You've heard necessity is the mother of all invention, so while Glas worked in the field during the day, she was busy at night researching safe, fire resistant clothing for women. "That's when I really started thinking there's a need for this. No one has paid attention to it yet, so I'm going to do it," she said.
"When this came about, the light bulb went off and it just felt so right and so perfect," Glas said. "It was marrying something I was interested in and something that was career oriented."
She tested products at a trade show in June of 2017 and after five years as an engineer, called it quits to focus on her idea. "People were responding to this and accepting and supportive of this," she recalled. "I need to focus my full attention if it's going to go anywhere and help women everywhere," Glas said.

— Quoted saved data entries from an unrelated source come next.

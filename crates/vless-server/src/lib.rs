//! VLESS tunnel server library.
//!
//! This module exposes the server implementation for use by integration
//! tests and potential embedding scenarios.

pub mod cli;
pub mod config;
mod error;
mod handler;
mod outbound;
mod relay;
mod server;
mod state;
mod util;
mod ws;

pub use config::{apply_overrides, load_config, validate_config, CliOverrides, Config};
pub use error::ServerError;
pub use server::{run, run_with_shutdown, DEFAULT_SHUTDOWN_TIMEOUT};
pub use tokio_util::sync::CancellationToken;
//! Tunnel session handling.
//!
//! One task per accepted connection: read the upgrade header, complete the
//! WebSocket handshake on the tunnel path, feed exactly the first message to
//! the handshake parser, check the credential, connect upstream, ack, then
//! hand both endpoints to the relay. Frames that arrive once the session is
//! relaying are raw payload and are never re-parsed.

use std::net::SocketAddr;
use std::sync::Arc;

use bytes::BytesMut;
use futures_util::StreamExt;
use tokio::io::{AsyncRead, AsyncReadExt, AsyncWrite, AsyncWriteExt};
use tokio::time::{timeout_at, Instant};
use tokio_tungstenite::{tungstenite::Message, WebSocketStream};
use tracing::{debug, trace, warn};
use vless_core::io::PrefixedStream;
use vless_metrics::{
    record_auth_failure, record_auth_success, record_connection_rejected,
    record_handshake_rejected, record_upstream_connect_duration, record_upstream_connect_failure,
};
use vless_proto::{ack, parse_handshake};

use crate::error::ServerError;
use crate::outbound::connect_upstream;
use crate::relay::relay_session;
use crate::state::ServerState;
use crate::ws::{
    accept_ws, inspect_upgrade, send_reject, UpgradeInspect, WsIo, INITIAL_BUFFER_SIZE,
};

/// Lifecycle of a tunnel session, for diagnostics.
#[derive(Debug, Clone, Copy, PartialEq, Eq)]
enum SessionPhase {
    Connecting,
    Authenticating,
    Rejected,
    Resolving,
    ConnectingUpstream,
    Relaying,
    Closed,
}

impl SessionPhase {
    fn as_str(self) -> &'static str {
        match self {
            SessionPhase::Connecting => "connecting",
            SessionPhase::Authenticating => "authenticating",
            SessionPhase::Rejected => "rejected",
            SessionPhase::Resolving => "resolving",
            SessionPhase::ConnectingUpstream => "connecting_upstream",
            SessionPhase::Relaying => "relaying",
            SessionPhase::Closed => "closed",
        }
    }
}

fn enter(phase: &mut SessionPhase, next: SessionPhase, peer: SocketAddr) {
    *phase = next;
    trace!(peer = %peer, phase = next.as_str(), "session phase");
}

/// Handle a newly accepted connection.
///
/// Reads HTTP header bytes until the request can be classified: a WebSocket
/// upgrade on the tunnel path becomes a session, other HTTP requests get a
/// terse rejection, and non-HTTP bytes close silently. The handshake
/// deadline spans everything up to the parsed first message, so a silent
/// client cannot hold a slot forever.
pub async fn handle_conn<S>(
    mut stream: S,
    state: Arc<ServerState>,
    peer: SocketAddr,
) -> Result<(), ServerError>
where
    S: AsyncRead + AsyncWrite + Unpin + Send + 'static,
{
    let deadline = Instant::now() + state.handshake_timeout;
    let mut buf = BytesMut::with_capacity(INITIAL_BUFFER_SIZE);
    loop {
        let n = match timeout_at(deadline, stream.read_buf(&mut buf)).await {
            Ok(res) => res?,
            Err(_) => {
                debug!(peer = %peer, "upgrade header not received in time");
                return Err(ServerError::HandshakeTimeout);
            }
        };
        if n == 0 {
            return Ok(());
        }

        match inspect_upgrade(&buf, &state.websocket) {
            UpgradeInspect::NeedMore => {
                if buf.len() > state.max_header_bytes {
                    warn!(peer = %peer, bytes = buf.len(), max = state.max_header_bytes, "upgrade header too large");
                    record_connection_rejected("header_too_large");
                    return send_reject(stream, "request too large").await;
                }
                continue;
            }
            UpgradeInspect::Upgrade => {
                let ws = match timeout_at(
                    deadline,
                    accept_ws(stream, buf.freeze(), &state.websocket),
                )
                .await
                {
                    Ok(res) => res?,
                    Err(_) => return Err(ServerError::HandshakeTimeout),
                };
                return handle_tunnel(ws, state, peer, deadline).await;
            }
            UpgradeInspect::Reject(reason) => {
                record_connection_rejected("not_tunnel");
                return send_reject(stream, reason).await;
            }
            UpgradeInspect::NotHttp => {
                debug!(peer = %peer, "non-http bytes on tunnel listener");
                record_connection_rejected("not_http");
                return Ok(());
            }
        }
    }
}

/// Drive one tunnel session over an upgraded WebSocket connection.
async fn handle_tunnel<S>(
    mut ws: WebSocketStream<PrefixedStream<S>>,
    state: Arc<ServerState>,
    peer: SocketAddr,
    deadline: Instant,
) -> Result<(), ServerError>
where
    S: AsyncRead + AsyncWrite + Unpin + Send + 'static,
{
    let mut phase = SessionPhase::Connecting;

    // Exactly one first message feeds the parser.
    let first = loop {
        let msg = match timeout_at(deadline, ws.next()).await {
            Err(_) => {
                debug!(peer = %peer, phase = phase.as_str(), "handshake not received in time");
                return Err(ServerError::HandshakeTimeout);
            }
            Ok(None) => return Ok(()),
            Ok(Some(Ok(m))) => m,
            Ok(Some(Err(e))) => return Err(ServerError::Io(std::io::Error::other(e))),
        };
        match msg {
            Message::Binary(data) => break data,
            Message::Text(text) => break text.into_bytes(),
            Message::Close(_) => return Ok(()),
            // Pongs for pings are queued by the protocol layer
            Message::Ping(_) | Message::Pong(_) | Message::Frame(_) => continue,
        }
    };

    enter(&mut phase, SessionPhase::Authenticating, peer);
    let request = match parse_handshake(&first) {
        Ok(v) => v,
        Err(err) => {
            record_handshake_rejected();
            debug!(peer = %peer, phase = phase.as_str(), error = ?err, "malformed handshake");
            return Err(ServerError::Handshake(err));
        }
    };

    if !state.credential.matches(request.credential) {
        enter(&mut phase, SessionPhase::Rejected, peer);
        record_auth_failure();
        // Silent close: no response bytes, no hint of what mismatched
        debug!(peer = %peer, phase = phase.as_str(), "credential mismatch");
        return Ok(());
    }
    record_auth_success();

    enter(&mut phase, SessionPhase::Resolving, peer);
    let host = request.host.to_host_string();
    let port = request.port;

    enter(&mut phase, SessionPhase::ConnectingUpstream, peer);
    debug!(peer = %peer, host = %host, port, "connecting upstream");
    let connect_start = Instant::now();
    let mut upstream = match connect_upstream(
        &host,
        port,
        state.tcp_send_buffer,
        state.tcp_recv_buffer,
    )
    .await
    {
        Ok(v) => v,
        Err(err) => {
            record_upstream_connect_failure();
            // The ack was never written; the client sees only the close
            debug!(peer = %peer, phase = phase.as_str(), host = %host, port, error = %err, "upstream connect failed");
            return Err(ServerError::UpstreamConnect(err));
        }
    };
    record_upstream_connect_duration(connect_start.elapsed().as_secs_f64());

    // The ack must reach the client before any relayed payload
    let mut client = WsIo::new(ws);
    client.write_all(&ack(request.version)).await?;
    client.flush().await?;

    if !request.payload.is_empty() {
        upstream.write_all(request.payload).await?;
        debug!(peer = %peer, bytes = request.payload.len(), "initial payload sent");
    }

    enter(&mut phase, SessionPhase::Relaying, peer);
    relay_session(
        client,
        upstream,
        state.idle_timeout,
        state.relay_buffer_size,
    )
    .await?;
    enter(&mut phase, SessionPhase::Closed, peer);
    debug!(peer = %peer, "session finished");
    Ok(())
}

Only five months into production, HauteWork, formally known as Hot Stuff SafetyWear, has sold around 300 garments and reached people beyond the oil and gas industry.
Glas is quick to point out the purpose of the clothing line, which also features t-shirts, overalls, and steel toed shoes, isn't to draw attention to women in the workplace, but help them blend in.
"I think when you feel good in what you're wearing, you do a better job at work," Glas said. "You feel more confident, so that's what it's all about."
All products, according to Glas, are certified by the Underwriters Lab to NFPA 2112 and 703 standards.